Transcribe the data exactly, stopping after the "any label, even" line.

> **DATA EXTRACTS**:
▼
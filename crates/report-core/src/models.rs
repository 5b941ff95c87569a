use std::fmt;

use chrono::{NaiveDate, NaiveDateTime};
use serde::{Deserialize, Serialize};

use crate::error::ReportError;

/// One cell read out of a table, used as an element of a grouping key.
///
/// Categorical cells surface as [`Value::Text`] carrying their label.
/// `Missing` orders before every present value.
#[derive(Debug, Clone, PartialEq, Eq, Hash, PartialOrd, Ord, Serialize)]
#[serde(untagged)]
pub enum Value {
    Missing,
    Text(String),
    Integer(i64),
    Date(NaiveDate),
    DateTime(NaiveDateTime),
}

impl Value {
    pub fn is_missing(&self) -> bool {
        matches!(self, Value::Missing)
    }

    /// The text of a [`Value::Text`], `None` otherwise.
    pub fn as_text(&self) -> Option<&str> {
        match self {
            Value::Text(s) => Some(s),
            _ => None,
        }
    }

    /// Integer view: integers directly, text when it parses as one.
    pub fn as_integer(&self) -> Option<i64> {
        match self {
            Value::Integer(i) => Some(*i),
            Value::Text(s) => s.trim().parse().ok(),
            _ => None,
        }
    }

    /// Interpret `"true"` / `"false"` (any case) as a boolean flag.
    pub fn as_flag(&self) -> Option<bool> {
        let text = self.as_text()?.trim();
        if text.eq_ignore_ascii_case("true") {
            Some(true)
        } else if text.eq_ignore_ascii_case("false") {
            Some(false)
        } else {
            None
        }
    }
}

impl fmt::Display for Value {
    fn fmt(&self, f: &mut fmt::Formatter<'_>) -> fmt::Result {
        match self {
            Value::Missing => write!(f, "NA"),
            Value::Text(s) => write!(f, "{s}"),
            Value::Integer(i) => write!(f, "{i}"),
            Value::Date(d) => write!(f, "{}", d.format(crate::time_utils::DATE_FORMAT)),
            Value::DateTime(dt) => write!(f, "{}", dt.format("%Y-%m-%d %H:%M:%S")),
        }
    }
}

/// A member of a categorical column's category set.
///
/// The absent cell is its own category and never equal to any label, even
/// one spelled `"UNKNOWN"` or `"NA"`.
#[derive(Debug, Clone, PartialEq, Eq, Hash, PartialOrd, Ord)]
pub enum Category {
    Missing,
    Label(String),
}

/// Count of rows sharing one grouping-key tuple.
#[derive(Debug, Clone, PartialEq, Eq, Serialize)]
pub struct GroupedCount {
    /// One value per grouping column, in the order the columns were requested.
    pub key: Vec<Value>,
    pub count: u64,
}

impl GroupedCount {
    pub fn new(key: Vec<Value>, count: u64) -> Self {
        Self { key, count }
    }
}

/// Typed view of one row of the working table.
///
/// Fields are `None` when the cell is absent, the column is not in the table,
/// or the cell has not been coerced to the field's type yet.
#[derive(Debug, Clone, Default, PartialEq, Serialize, Deserialize)]
pub struct IncidentRecord {
    /// Zero-based row index in the table the record was read from.
    pub row: usize,
    pub incident_key: Option<String>,
    pub occur_date: Option<NaiveDate>,
    pub occur_time: Option<String>,
    pub occur_datetime: Option<NaiveDateTime>,
    pub borough: Option<String>,
    pub precinct: Option<i64>,
    pub jurisdiction_code: Option<i64>,
    pub location_description: Option<String>,
    pub is_murder: Option<bool>,
}

/// Murder share of all incidents in one borough.
#[derive(Debug, Clone, PartialEq, Serialize, Deserialize)]
pub struct MurderRate {
    /// `None` for incidents whose borough is missing.
    pub borough: Option<String>,
    pub total: u64,
    pub murder_count: u64,
    /// `murder_count / total * 100`, always within `[0, 100]`.
    pub murder_percentage: f64,
}

/// Incidents recorded in one hour of the day, summed over all days.
#[derive(Debug, Clone, Copy, PartialEq, Eq, Serialize, Deserialize)]
pub struct HourCount {
    pub hour: u32,
    pub count: u64,
}

/// Observed and fitted incident counts for one hour of the trend window.
#[derive(Debug, Clone, Copy, PartialEq, Serialize, Deserialize)]
pub struct TrendPoint {
    pub hour: u32,
    pub observed: u64,
    pub predicted: f64,
}

/// A cell that failed the date or date-time pattern.
#[derive(Debug, Clone, PartialEq, Eq, Serialize, Deserialize)]
pub struct MalformedTimestamp {
    pub row: usize,
    pub column: String,
    /// The raw text that failed to parse.
    pub value: String,
}

impl From<MalformedTimestamp> for ReportError {
    fn from(m: MalformedTimestamp) -> Self {
        ReportError::MalformedTimestamp {
            row: m.row,
            column: m.column,
            value: m.value,
        }
    }
}

/// A row excluded because a required column was absent.
#[derive(Debug, Clone, PartialEq, Eq, Serialize, Deserialize)]
pub struct MissingRequiredField {
    pub row: usize,
    pub column: String,
}

impl From<MissingRequiredField> for ReportError {
    fn from(m: MissingRequiredField) -> Self {
        ReportError::MissingRequiredField {
            row: m.row,
            column: m.column,
        }
    }
}

/// Number of absent cells in one column.
#[derive(Debug, Clone, PartialEq, Eq, Serialize, Deserialize)]
pub struct ColumnMissing {
    pub column: String,
    pub missing: usize,
    pub rows: usize,
}
//! Ordinary-least-squares simple linear regression.
//!
//! Fits `y = intercept + slope * x` and reports how well the line explains
//! the data.

use serde::Serialize;

use crate::error::{ReportError, Result};

/// Spread below which a sum of squares is treated as zero.
const EPSILON: f64 = 1e-10;

/// A fitted straight line and its goodness-of-fit statistics.
///
/// # Example
///
/// ```
/// use report_core::regression::LinearFit;
///
/// let points = [(9.0, 10.0), (10.0, 20.0), (11.0, 30.0)];
/// let fit = LinearFit::fit(&points).unwrap();
/// assert!((fit.slope - 10.0).abs() < 1e-9);
/// assert!((fit.predict(12.0) - 40.0).abs() < 1e-9);
/// ```
#[derive(Debug, Clone, PartialEq, Serialize)]
pub struct LinearFit {
    pub slope: f64,
    pub intercept: f64,
    /// Coefficient of determination. `1.0` when `y` has no variance.
    pub r_squared: f64,
    /// Pearson correlation of `x` and `y`. `0.0` when `y` has no variance.
    pub correlation: f64,
    pub n_observations: usize,
    /// Smallest `x` in the fitted data.
    pub x_min: f64,
    /// Largest `x` in the fitted data.
    pub x_max: f64,
}

impl LinearFit {
    /// Fit a line through `(x, y)` points.
    ///
    /// Fails with [`ReportError::InsufficientData`] when fewer than two
    /// distinct `x` values are present.
    pub fn fit(points: &[(f64, f64)]) -> Result<Self> {
        let distinct = distinct_x(points);
        if distinct < 2 {
            return Err(ReportError::InsufficientData {
                required: 2,
                actual: distinct,
            });
        }

        let n = points.len() as f64;
        let mean_x = points.iter().map(|(x, _)| x).sum::<f64>() / n;
        let mean_y = points.iter().map(|(_, y)| y).sum::<f64>() / n;

        let (mut sxx, mut sxy, mut syy) = (0.0, 0.0, 0.0);
        for (x, y) in points {
            let dx = x - mean_x;
            let dy = y - mean_y;
            sxx += dx * dx;
            sxy += dx * dy;
            syy += dy * dy;
        }

        let slope = sxy / sxx;
        let intercept = mean_y - slope * mean_x;

        let ss_res: f64 = points
            .iter()
            .map(|(x, y)| (y - (intercept + slope * x)).powi(2))
            .sum();
        let (r_squared, correlation) = if syy > EPSILON {
            (1.0 - ss_res / syy, sxy / (sxx * syy).sqrt())
        } else {
            (1.0, 0.0)
        };

        let x_min = points.iter().map(|(x, _)| *x).fold(f64::INFINITY, f64::min);
        let x_max = points
            .iter()
            .map(|(x, _)| *x)
            .fold(f64::NEG_INFINITY, f64::max);

        Ok(Self {
            slope,
            intercept,
            r_squared,
            correlation,
            n_observations: points.len(),
            x_min,
            x_max,
        })
    }

    /// Evaluate the line at `x`.
    ///
    /// Values outside `[x_min, x_max]` are extrapolations; see
    /// [`LinearFit::in_domain`].
    pub fn predict(&self, x: f64) -> f64 {
        self.intercept + self.slope * x
    }

    /// Whether `x` lies within the range the line was fitted on.
    pub fn in_domain(&self, x: f64) -> bool {
        (self.x_min..=self.x_max).contains(&x)
    }

    /// `y - predict(x)` for each point.
    pub fn residuals(&self, points: &[(f64, f64)]) -> Vec<f64> {
        points.iter().map(|(x, y)| y - self.predict(*x)).collect()
    }
}

fn distinct_x(points: &[(f64, f64)]) -> usize {
    let mut xs: Vec<f64> = points.iter().map(|(x, _)| *x).collect();
    xs.sort_by(f64::total_cmp);
    xs.dedup_by(|a, b| (*a - *b).abs() < EPSILON);
    xs.len()
}
//! Number formatting for the text rendering of report tables.

/// Format a floating-point number with thousands separators and a fixed number
/// of decimal places.
///
/// # Examples
///
/// ```
/// use report_core::formatting::format_number;
///
/// assert_eq!(format_number(1234.5, 1), "1,234.5");
/// assert_eq!(format_number(1234567.0, 0), "1,234,567");
/// assert_eq!(format_number(0.0, 2), "0.00");
/// assert_eq!(format_number(-9876.5, 1), "-9,876.5");
/// ```
pub fn format_number(value: f64, decimals: usize) -> String {
    let fixed = format!("{:.*}", decimals, value.abs());
    let (int_part, frac_part) = match fixed.split_once('.') {
        Some((i, f)) => (i, Some(f)),
        None => (fixed.as_str(), None),
    };

    let mut out = String::with_capacity(fixed.len() + fixed.len() / 3 + 1);
    // "-0.0" is not worth a sign.
    if value < 0.0 && fixed.bytes().any(|b| b.is_ascii_digit() && b != b'0') {
        out.push('-');
    }
    out.push_str(&group_thousands(int_part));
    if let Some(frac) = frac_part {
        out.push('.');
        out.push_str(frac);
    }
    out
}

/// Format an incident count with thousands separators.
///
/// ```
/// use report_core::formatting::format_count;
///
/// assert_eq!(format_count(25_596), "25,596");
/// assert_eq!(format_count(7), "7");
/// ```
pub fn format_count(count: u64) -> String {
    group_thousands(&count.to_string())
}

/// Format a value already expressed in percent, e.g. `20.0` → `"20.0%"`.
///
/// ```
/// use report_core::formatting::format_percent;
///
/// assert_eq!(format_percent(20.0, 1), "20.0%");
/// assert_eq!(format_percent(12.5, 2), "12.50%");
/// ```
pub fn format_percent(value: f64, decimals: usize) -> String {
    format!("{}%", format_number(value, decimals))
}

/// Calculate `(part / whole) * 100`.
///
/// Returns `None` when `whole` is zero.
pub fn percentage(part: u64, whole: u64) -> Option<f64> {
    if whole == 0 {
        return None;
    }
    Some(part as f64 * 100.0 / whole as f64)
}

/// Insert commas every three digits from the right of an integer string.
fn group_thousands(digits: &str) -> String {
    let len = digits.len();
    let mut out = String::with_capacity(len + len / 3);
    for (i, c) in digits.chars().enumerate() {
        if i > 0 && (len - i) % 3 == 0 {
            out.push(',');
        }
        out.push(c);
    }
    out
}
use chrono::{Datelike, NaiveDate, NaiveDateTime};

/// Month/day/4-digit-year, as published in `OCCUR_DATE`.
pub const DATE_FORMAT: &str = "%m/%d/%Y";

/// `OCCUR_DATE` and `OCCUR_TIME` joined by a space. `%.f` makes the
/// fractional seconds optional.
pub const DATETIME_FORMAT: &str = "%m/%d/%Y %H:%M:%S%.f";

/// Parse an `OCCUR_DATE` cell.
///
/// Returns `None` for anything that is not a valid calendar date with a
/// four-digit year.
pub fn parse_date(s: &str) -> Option<NaiveDate> {
    let date = NaiveDate::parse_from_str(s.trim(), DATE_FORMAT).ok()?;
    has_four_digit_year(date.year()).then_some(date)
}

/// Parse the concatenation of an `OCCUR_DATE` and an `OCCUR_TIME` cell into
/// a single date-time (24-hour clock).
pub fn parse_date_time(date: &str, time: &str) -> Option<NaiveDateTime> {
    let joined = format!("{} {}", date.trim(), time.trim());
    let dt = NaiveDateTime::parse_from_str(&joined, DATETIME_FORMAT).ok()?;
    has_four_digit_year(dt.year()).then_some(dt)
}

/// Format a date back into the `OCCUR_DATE` pattern.
pub fn format_date(date: NaiveDate) -> String {
    date.format(DATE_FORMAT).to_string()
}

fn has_four_digit_year(year: i32) -> bool {
    (1000..=9999).contains(&year)
}
// ── Tests ─────────────────────────────────────────────────────────────────────

#[cfg(test)]
mod tests {
    use super::*;
    use report_core::error::ReportError;
    use report_core::models::Value;
    use std::io::Write;
    use tempfile::NamedTempFile;

    const HEADER: &str = "INCIDENT_KEY,OCCUR_DATE,OCCUR_TIME,BORO,PRECINCT,JURISDICTION_CODE,LOCATION_DESC,STATISTICAL_MURDER_FLAG,PERP_AGE_GROUP,PERP_SEX,PERP_RACE,VIC_AGE_GROUP,VIC_SEX,VIC_RACE,X_COORD_CD,Y_COORD_CD,Latitude,Longitude,Lon_Lat";

    /// Hours 9..=13 get 1..=5 incidents respectively, plus one row with an
    /// impossible date and one early-morning row without a jurisdiction.
    fn fixture_csv() -> String {
        let mut lines = vec![HEADER.to_string()];
        let mut key = 0;
        for (i, hour) in (9..=13).enumerate() {
            for n in 0..=i {
                key += 1;
                let boro = if n % 2 == 0 { "BRONX" } else { "QUEENS" };
                let flag = if key % 4 == 0 { "true" } else { "false" };
                let year = if hour < 11 { 2019 } else { 2020 };
                lines.push(format!(
                    "{key},03/0{d}/{year},{hour}:15:00,{boro},44,0,,{flag},,,,25-44,M,BLACK,1,2,40.8,-73.9,POINT (-73.9 40.8)",
                    d = 1 + n % 9
                ));
            }
        }
        lines.push(
            "900,02/30/2020,10:00:00,BRONX,44,0,,false,,,,25-44,M,BLACK,1,2,40.8,-73.9,POINT (-73.9 40.8)"
                .to_string(),
        );
        lines.push(
            "901,03/01/2020,04:00:00,QUEENS,113,,,true,,,,25-44,M,BLACK,1,2,40.8,-73.9,POINT (-73.9 40.8)"
                .to_string(),
        );
        lines.join("\n") + "\n"
    }

    fn options(source: &str) -> AnalysisOptions {
        AnalysisOptions {
            source: source.to_string(),
            trend_hours: 9..=23,
            strict: false,
        }
    }

    fn run() -> ReportResult {
        let mut file = NamedTempFile::new().expect("tempfile");
        file.write_all(fixture_csv().as_bytes()).expect("write");
        analyze_incidents(&options(file.path().to_str().unwrap())).expect("pipeline")
    }

    #[test]
    fn test_pipeline_row_accounting() {
        let result = run();
        assert_eq!(result.metadata.rows_loaded, 17);
        // The invalid 02/30 date is excluded.
        assert_eq!(result.metadata.rows_retained, 16);
        assert_eq!(result.data_quality.malformed_timestamps.len(), 1);
        assert_eq!(result.data_quality.excluded_rows.len(), 1);
        let yearly_total: u64 = result.yearly.iter().map(|g| g.count).sum();
        assert_eq!(yearly_total, 16);
    }

    #[test]
    fn test_pipeline_drops_demographics() {
        let result = run();
        let columns = &result.metadata.columns_retained;
        assert!(!columns.iter().any(|c| c.starts_with("PERP_") || c.starts_with("VIC_")));
        assert!(!columns.iter().any(|c| c == "Latitude" || c == "Lon_Lat"));
        assert!(columns.iter().any(|c| c == schema::OCCUR_DATETIME));
    }

    #[test]
    fn test_pipeline_jurisdiction_exclusion() {
        let result = run();
        assert_eq!(result.data_quality.missing_jurisdiction.len(), 1);
        assert_eq!(
            result.data_quality.missing_jurisdiction[0].incident_key.as_deref(),
            Some("901")
        );
        assert_eq!(
            result.jurisdiction,
            vec![GroupedCount::new(vec![Value::Text("0".to_string())], 15)]
        );
    }

    #[test]
    fn test_pipeline_murder_rates_bounded() {
        let result = run();
        assert_eq!(result.murder_rates.len(), 2);
        for rate in &result.murder_rates {
            assert!(rate.murder_count <= rate.total);
            assert!((0.0..=100.0).contains(&rate.murder_percentage));
        }
        let total: u64 = result.murder_rates.iter().map(|r| r.total).sum();
        assert_eq!(total, 16);
    }

    #[test]
    fn test_pipeline_trend_excludes_early_hours() {
        let result = run();
        // Hour 4 is outside the default window.
        assert!(result.hourly.iter().any(|h| h.hour == 4));
        let trend = result.trend.as_ref().expect("trend");
        assert!(trend.points.iter().all(|p| p.hour >= 9));
        assert_eq!(trend.points.len(), 5);
        assert!((trend.fit.slope - 1.0).abs() < 1e-9);
        assert!((trend.predict(9) - 1.0).abs() < 1e-9);
        assert!((trend.fit.r_squared - 1.0).abs() < 1e-9);
        assert!(result.data_quality.trend_unavailable.is_none());
    }

    const NARROW_HEADER: &str = "INCIDENT_KEY,OCCUR_DATE,OCCUR_TIME,BORO,PRECINCT,JURISDICTION_CODE,LOCATION_DESC,STATISTICAL_MURDER_FLAG";

    fn night_table() -> Table {
        let csv = format!(
            "{NARROW_HEADER}\n\
1,01/01/2020,02:10:00,BRONX,44,0,,true\n\
2,01/02/2020,03:10:00,BRONX,44,0,,false\n\
3,01/03/2021,04:20:00,QUEENS,113,1,,false\n"
        );
        crate::loader::parse_csv(csv.as_bytes(), "fixture").unwrap()
    }

    #[test]
    fn test_pipeline_keeps_aggregates_without_trend() {
        let result = analyze_table(&night_table(), &options("fixture")).unwrap();

        assert!(result.trend.is_none());
        assert!(result
            .data_quality
            .trend_unavailable
            .as_deref()
            .is_some_and(|reason| reason.contains("Insufficient data")));
        assert_eq!(result.yearly.iter().map(|g| g.count).sum::<u64>(), 3);
        assert_eq!(result.borough_yearly.len(), 2);
        assert_eq!(result.murder_rates.len(), 2);
        assert_eq!(result.hourly.len(), 3);
        assert_eq!(result.jurisdiction.len(), 2);
    }

    #[test]
    fn test_pipeline_bad_time_kept_out_of_hourly_only() {
        let csv = format!(
            "{NARROW_HEADER}\n\
1,01/01/2020,09:10:00,BRONX,44,0,,true\n\
2,01/02/2020,25:99:00,BRONX,44,0,,false\n\
3,01/03/2020,10:20:00,QUEENS,113,0,,false\n"
        );
        let table = crate::loader::parse_csv(csv.as_bytes(), "fixture").unwrap();
        let result = analyze_table(&table, &options("fixture")).unwrap();

        assert_eq!(result.data_quality.malformed_timestamps.len(), 1);
        assert_eq!(result.data_quality.malformed_timestamps[0].column, schema::OCCUR_TIME);
        assert_eq!(result.metadata.rows_retained, 3);
        assert_eq!(result.yearly.iter().map(|g| g.count).sum::<u64>(), 3);
        assert_eq!(result.hourly.iter().map(|h| h.count).sum::<u64>(), 2);
    }

    #[test]
    fn test_pipeline_strict_fails_without_trend() {
        let mut opts = options("fixture");
        opts.strict = true;
        let err = analyze_table(&night_table(), &opts).unwrap_err();
        assert!(matches!(err, ReportError::InsufficientData { required: 2, actual: 0 }));
    }

    #[test]
    fn test_pipeline_strict_fails_on_malformed() {
        let mut file = NamedTempFile::new().expect("tempfile");
        file.write_all(fixture_csv().as_bytes()).expect("write");
        let mut opts = options(file.path().to_str().unwrap());
        opts.strict = true;
        let err = analyze_incidents(&opts).unwrap_err();
        assert!(matches!(err, ReportError::MalformedTimestamp { .. }));
    }

    #[test]
    fn test_pipeline_unavailable_source() {
        let err = analyze_incidents(&options("/no/such/dir/rows.csv")).unwrap_err();
        assert!(matches!(err, ReportError::DataUnavailable { .. }));
    }

    #[test]
    fn test_report_serializes_to_json() {
        let json = run().to_json_pretty().unwrap();
        let value: serde_json::Value = serde_json::from_str(&json).unwrap();
        assert!(value["trend"]["fit"]["slope"].is_number());
        assert_eq!(value["yearly"][0]["key"][0], 2019);
        assert!(value["data_quality"]["missing_by_column"].is_array());
    }

    // ── fit_hourly_trend ─────────────────────────────────────────────────────

    #[test]
    fn test_fit_hourly_trend_scenario() {
        let counts: Vec<HourCount> = (9..=13)
            .zip([10, 20, 30, 40, 50])
            .map(|(hour, count)| HourCount { hour, count })
            .collect();
        let trend = fit_hourly_trend(&counts, 9..=23).unwrap();
        assert!((trend.fit.slope - 10.0).abs() < 1e-9);
        assert!((trend.predict(9) - 10.0).abs() < 1e-9);
        assert!((trend.fit.r_squared - 1.0).abs() < 1e-9);
        assert_eq!(trend.points[4].observed, 50);
        assert!((trend.points[4].predicted - 50.0).abs() < 1e-9);
    }

    #[test]
    fn test_fit_hourly_trend_single_hour_in_window() {
        let counts = vec![
            HourCount { hour: 3, count: 40 },
            HourCount { hour: 5, count: 30 },
            HourCount { hour: 20, count: 90 },
        ];
        let err = fit_hourly_trend(&counts, 9..=23).unwrap_err();
        assert!(matches!(err, ReportError::InsufficientData { actual: 1, .. }));
    }
}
▲
> **SOLVED EXERCISE**:
filename crates/report-core/src/models.rs
repository 5b941ff95c87569a
use std::fmt;

use chrono::{NaiveDate, NaiveDateTime};
use serde::{Deserialize, Serialize};

use crate::error::ReportError;

/// One cell read out of a table, used as an element of a grouping key.
///
/// Categorical cells surface as [`Value::Text`] carrying their label.
/// `Missing` orders before every present value.
#[derive(Debug, Clone, PartialEq, Eq, Hash, PartialOrd, Ord, Serialize)]
#[serde(untagged)]
pub enum Value {
    Missing,
    Text(String),
    Integer(i64),
    Date(NaiveDate),
    DateTime(NaiveDateTime),
}

impl Value {
    pub fn is_missing(&self) -> bool {
        matches!(self, Value::Missing)
    }

    /// The text of a [`Value::Text`], `None` otherwise.
    pub fn as_text(&self) -> Option<&str> {
        match self {
            Value::Text(s) => Some(s),
            _ => None,
        }
    }

    /// Integer view: integers directly, text when it parses as one.
    pub fn as_integer(&self) -> Option<i64> {
        match self {
            Value::Integer(i) => Some(*i),
            Value::Text(s) => s.trim().parse().ok(),
            _ => None,
        }
    }

    /// Interpret `"true"` / `"false"` (any case) as a boolean flag.
    pub fn as_flag(&self) -> Option<bool> {
        let text = self.as_text()?.trim();
        if text.eq_ignore_ascii_case("true") {
            Some(true)
        } else if text.eq_ignore_ascii_case("false") {
            Some(false)
        } else {
            None
        }
    }
}

impl fmt::Display for Value {
    fn fmt(&self, f: &mut fmt::Formatter<'_>) -> fmt::Result {
        match self {
            Value::Missing => write!(f, "NA"),
            Value::Text(s) => write!(f, "{s}"),
            Value::Integer(i) => write!(f, "{i}"),
            Value::Date(d) => write!(f, "{}", d.format(crate::time_utils::DATE_FORMAT)),
            Value::DateTime(dt) => write!(f, "{}", dt.format("%Y-%m-%d %H:%M:%S")),
        }
    }
}

/// A member of a categorical column's category set.
///
/// The absent cell is its own category and never equal to any label, even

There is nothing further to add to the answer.